» **Problem to solve**
Each entry must be output once more without any change.
┌─ Supplied data
use std::fmt;

use serde::Serialize;

use crate::request::resource::ResourceRequest;

/// Parallel environment used for the CPU request (`-pe smp <cpus>`)
static PARALLEL_ENVIRONMENT: &str = "smp";

/// A rendered SGE native specification, e.g. `-pe smp 4 -cwd -b n -l h_vmem=10g`
///
/// Rendering is deterministic and the flag order is fixed:
/// 1. `-pe smp <cpus>`
/// 2. `-cwd -b n` (run in the current directory, script is run through a shell)
/// 3. `-q <queues>` if any queue was requested
/// 4. `-l vf=<n>g,h_vmem=<n>g` with only the explicitly requested limits, in that order
/// 5. `-P <project>` if a project was requested
#[derive(Debug, Clone, PartialEq, Eq, Serialize)]
#[serde(transparent)]
pub struct NativeSpecification(String);

impl NativeSpecification {
    pub fn render(request: &ResourceRequest) -> NativeSpecification {
        let mut spec = format!("-pe {PARALLEL_ENVIRONMENT} {} -cwd -b n", request.cpus);

        if !request.queues.is_empty() {
            spec.push_str(&format!(" -q {}", request.queues));
        }

        let limits = resource_limits(request);
        if !limits.is_empty() {
            spec.push_str(&format!(" -l {}", limits.join(",")));
        }

        if let Some(project) = request.project.as_deref().filter(|p| !p.is_empty()) {
            spec.push_str(&format!(" -P {project}"));
        }

        NativeSpecification(spec)
    }

    pub fn as_str(&self) -> &str {
        &self.0
    }

    /// Individual command line arguments, as `qsub` expects them
    pub fn args(&self) -> impl Iterator<Item = &str> {
        self.0.split_whitespace()
    }
}

impl fmt::Display for NativeSpecification {
    fn fmt(&self, f: &mut fmt::Formatter) -> fmt::Result {
        write!(f, "{}", self.0)
    }
}

/// `name=<n>g` terms for each explicitly requested limit
///
/// SGE's virtual free (`vf`) carries the memory request, `h_vmem` the hard virtual memory limit.
fn resource_limits(request: &ResourceRequest) -> Vec<String> {
    let mut limits = Vec::new();
    if let Some(memory) = request.memory_gib {
        limits.push(format!("vf={memory}g"));
    }
    if let Some(virtual_memory) = request.virtual_memory_gib {
        limits.push(format!("h_vmem={virtual_memory}g"));
    }
    limits
}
└─
» **Problem solution**
use std::fmt;

use serde::Serialize;

use crate::request::resource::ResourceRequest;

/// Parallel environment used for the CPU request (`-pe smp <cpus>`)
static PARALLEL_ENVIRONMENT: &str = "smp";

/// A rendered SGE native specification, e.g. `-pe smp 4 -cwd -b n -l h_vmem=10g`
///
/// Rendering is deterministic and the flag order is fixed:
/// 1. `-pe smp <cpus>`
/// 2. `-cwd -b n` (run in the current directory, script is run through a shell)
/// 3. `-q <queues>` if any queue was requested
/// 4. `-l vf=<n>g,h_vmem=<n>g` with only the explicitly requested limits, in that order
/// 5. `-P <project>` if a project was requested
#[derive(Debug, Clone, PartialEq, Eq, Serialize)]
#[serde(transparent)]
pub struct NativeSpecification(String);

impl NativeSpecification {
    pub fn render(request: &ResourceRequest) -> NativeSpecification {
        let mut spec = format!("-pe {PARALLEL_ENVIRONMENT} {} -cwd -b n", request.cpus);

        if !request.queues.is_empty() {
            spec.push_str(&format!(" -q {}", request.queues));
        }

        let limits = resource_limits(request);
        if !limits.is_empty() {
            spec.push_str(&format!(" -l {}", limits.join(",")));
        }

        if let Some(project) = request.project.as_deref().filter(|p| !p.is_empty()) {
            spec.push_str(&format!(" -P {project}"));
        }

        NativeSpecification(spec)
    }

    pub fn as_str(&self) -> &str {
        &self.0
    }

    /// Individual command line arguments, as `qsub` expects them
    pub fn args(&self) -> impl Iterator<Item = &str> {
        self.0.split_whitespace()
    }
}

impl fmt::Display for NativeSpecification {
    fn fmt(&self, f: &mut fmt::Formatter) -> fmt::Result {
        write!(f, "{}", self.0)
    }
}

/// `name=<n>g` terms for each explicitly requested limit
///
/// SGE's virtual free (`vf`) carries the memory request, `h_vmem` the hard virtual memory limit.
fn resource_limits(request: &ResourceRequest) -> Vec<String> {
    let mut limits = Vec::new();
    if let Some(memory) = request.memory_gib {
        limits.push(format!("vf={memory}g"));
    }
    if let Some(virtual_memory) = request.virtual_memory_gib {
        limits.push(format!("h_vmem={virtual_memory}g"));
    }
    limits
}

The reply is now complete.